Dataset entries
= Beginning of Section =
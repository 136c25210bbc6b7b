//! Argv builders for every `az` / `kubelogin` call the engine makes.

use akscreds_config::Config;
use akscreds_runner::CommandSpec;

use crate::model::Cluster;

/// Command catalogue bound to the configured binaries and fetch options.
#[derive(Debug, Clone)]
pub struct AzureCli {
    az: String,
    kubelogin: String,
    login_mode: String,
    overwrite_existing: bool,
}

impl AzureCli {
    #[must_use]
    pub fn from_config(config: &Config) -> Self {
        Self {
            az: config.tools.az.clone(),
            kubelogin: config.tools.kubelogin.clone(),
            login_mode: config.fetch.login_mode.clone(),
            overwrite_existing: config.fetch.overwrite_existing,
        }
    }

    fn az(&self) -> CommandSpec {
        CommandSpec::new(&self.az)
    }

    /// `az account list --output json`
    #[must_use]
    pub fn list_subscriptions(&self) -> CommandSpec {
        self.az().args(["account", "list", "--output", "json"])
    }

    /// `az account set --subscription <id>`
    #[must_use]
    pub fn select_subscription(&self, subscription_id: &str) -> CommandSpec {
        self.az()
            .args(["account", "set", "--subscription"])
            .arg(subscription_id)
    }

    /// `az aks list --subscription <id> --output json`
    #[must_use]
    pub fn list_clusters(&self, subscription_id: &str) -> CommandSpec {
        self.az()
            .args(["aks", "list", "--subscription"])
            .arg(subscription_id)
            .args(["--output", "json"])
    }

    /// `az aks get-credentials --subscription <id> --resource-group <rg> --name <name>`
    #[must_use]
    pub fn get_credentials(&self, cluster: &Cluster) -> CommandSpec {
        let cmd = self
            .az()
            .args(["aks", "get-credentials", "--subscription"])
            .arg(&cluster.subscription_id)
            .arg("--resource-group")
            .arg(&cluster.resource_group)
            .arg("--name")
            .arg(&cluster.name);
        if self.overwrite_existing {
            cmd.arg("--overwrite-existing")
        } else {
            cmd
        }
    }

    /// `kubelogin convert-kubeconfig --login <mode>`
    #[must_use]
    pub fn convert_kubeconfig(&self) -> CommandSpec {
        CommandSpec::new(&self.kubelogin)
            .args(["convert-kubeconfig", "--login"])
            .arg(&self.login_mode)
    }
}

impl Default for AzureCli {
    fn default() -> Self {
        Self::from_config(&Config::defaults())
    }
}

#[cfg(test)]
mod tests {
    use super::*;

    #[test]
    fn test_listing_commands() {
        let cli = AzureCli::default();
        assert_eq!(
            cli.list_subscriptions().argv(),
            vec!["az", "account", "list", "--output", "json"]
        );
        assert_eq!(
            cli.list_clusters("sub-1").argv(),
            vec!["az", "aks", "list", "--subscription", "sub-1", "--output", "json"]
        );
        assert_eq!(
            cli.select_subscription("sub-1").argv(),
            vec!["az", "account", "set", "--subscription", "sub-1"]
        );
    }

    #[test]
    fn test_get_credentials_threads_subscription() {
        let cli = AzureCli::default();
        let cluster = Cluster::new("aks-west", "rg-west", "sub-1");
        assert_eq!(
            cli.get_credentials(&cluster).argv(),
            vec![
                "az",
                "aks",
                "get-credentials",
                "--subscription",
                "sub-1",
                "--resource-group",
                "rg-west",
                "--name",
                "aks-west",
                "--overwrite-existing"
            ]
        );
    }

    #[test]
    fn test_configured_binaries_and_options() {
        let mut config = Config::defaults();
        config.tools.az = "/opt/az/bin/az".to_string();
        config.tools.kubelogin = "kl".to_string();
        config.fetch.login_mode = "devicecode".to_string();
        config.fetch.overwrite_existing = false;
        let cli = AzureCli::from_config(&config);

        let cluster = Cluster::new("c", "g", "s");
        let fetch = cli.get_credentials(&cluster).argv();
        assert_eq!(fetch[0], "/opt/az/bin/az");
        assert!(!fetch.contains(&"--overwrite-existing".to_string()));
        assert_eq!(
            cli.convert_kubeconfig().argv(),
            vec!["kl", "convert-kubeconfig", "--login", "devicecode"]
        );
    }
}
= End of Section =
=== ACTIVITY ===
Across the entries above, how many lines include "impl"? State only that number.

=== WRITTEN RESPONSE ===
2